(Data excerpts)
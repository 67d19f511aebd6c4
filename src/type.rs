use std::fmt::Debug;

use num_traits::{Bounded, Num, NumCast, ToPrimitive};

use crate::kdtree::constants::{DYNAMIC_MAGIC, KDTREE_MAGIC};
use crate::KdIndexError;

/// A trait for types that can be used for indexed coordinates.
///
/// This trait is sealed and cannot be implemented for external types. Every implementation has a
/// fixed type index that is written into the header of a serialized tree, so that a buffer saved
/// with one coordinate type is never reinterpreted as another.
pub trait IndexableNum:
    private::Sealed
    + Num
    + NumCast
    + ToPrimitive
    + PartialOrd
    + Debug
    + Send
    + Sync
    + bytemuck::Pod
    + Bounded
{
    /// The type index stored in the low nibble of the version byte.
    const TYPE_INDEX: u8;
    /// The number of bytes per element
    const BYTES_PER_ELEMENT: usize;

    /// Widen to `f64`, which is the type distances are accumulated in.
    #[inline]
    fn as_f64(self) -> f64 {
        self.to_f64().unwrap_or(f64::NAN)
    }
}

impl IndexableNum for i8 {
    const TYPE_INDEX: u8 = 0;
    const BYTES_PER_ELEMENT: usize = 1;
}

impl IndexableNum for u8 {
    const TYPE_INDEX: u8 = 1;
    const BYTES_PER_ELEMENT: usize = 1;
}

impl IndexableNum for i16 {
    const TYPE_INDEX: u8 = 3;
    const BYTES_PER_ELEMENT: usize = 2;
}

impl IndexableNum for u16 {
    const TYPE_INDEX: u8 = 4;
    const BYTES_PER_ELEMENT: usize = 2;
}

impl IndexableNum for i32 {
    const TYPE_INDEX: u8 = 5;
    const BYTES_PER_ELEMENT: usize = 4;
}

impl IndexableNum for u32 {
    const TYPE_INDEX: u8 = 6;
    const BYTES_PER_ELEMENT: usize = 4;
}

impl IndexableNum for f32 {
    const TYPE_INDEX: u8 = 7;
    const BYTES_PER_ELEMENT: usize = 4;
}

impl IndexableNum for f64 {
    const TYPE_INDEX: u8 = 8;
    const BYTES_PER_ELEMENT: usize = 8;
}

/// An enum over the allowed coordinate types in the spatial index.
#[derive(Debug, Clone, Copy, PartialEq, Eq)]
pub enum CoordType {
    /// `i8` coordinates.
    Int8,
    /// `u8` coordinates.
    UInt8,
    /// `i16` coordinates.
    Int16,
    /// `u16` coordinates.
    UInt16,
    /// `i32` coordinates.
    Int32,
    /// `u32` coordinates.
    UInt32,
    /// `f32` coordinates.
    Float32,
    /// `f64` coordinates.
    Float64,
}

impl CoordType {
    /// Infer the CoordType from the first two bytes of a saved index.
    ///
    /// This can be used to discern the generic type to use when loading a static or dynamic tree
    /// from a stream of unknown origin.
    pub fn from_header(header: &[u8]) -> Result<Self, KdIndexError> {
        if header.len() < 2 {
            return Err(KdIndexError::Serialization(
                "Header shorter than two bytes.".to_string(),
            ));
        }

        let magic = header[0];
        if magic != KDTREE_MAGIC && magic != DYNAMIC_MAGIC {
            return Err(KdIndexError::Serialization(
                "Data not in kd-index format.".to_string(),
            ));
        }

        let version_and_type = header[1];
        let type_ = version_and_type & 0x0f;
        let result = match type_ {
            i8::TYPE_INDEX => CoordType::Int8,
            u8::TYPE_INDEX => CoordType::UInt8,
            i16::TYPE_INDEX => CoordType::Int16,
            u16::TYPE_INDEX => CoordType::UInt16,
            i32::TYPE_INDEX => CoordType::Int32,
            u32::TYPE_INDEX => CoordType::UInt32,
            f32::TYPE_INDEX => CoordType::Float32,
            f64::TYPE_INDEX => CoordType::Float64,
            t => {
                return Err(KdIndexError::Serialization(format!(
                    "Unexpected type {}.",
                    t
                )))
            }
        };
        Ok(result)
    }
}

// https://rust-lang.github.io/api-guidelines/future-proofing.html#sealed-traits-protect-against-downstream-implementations-c-sealed
mod private {
    pub trait Sealed {}

    impl Sealed for i8 {}
    impl Sealed for u8 {}
    impl Sealed for i16 {}
    impl Sealed for u16 {}
    impl Sealed for i32 {}
    impl Sealed for u32 {}
    impl Sealed for f32 {}
    impl Sealed for f64 {}
}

## Exercise directions
Only a number is expected: how many lines of the data include the string "Bounded".

## Exercise result
2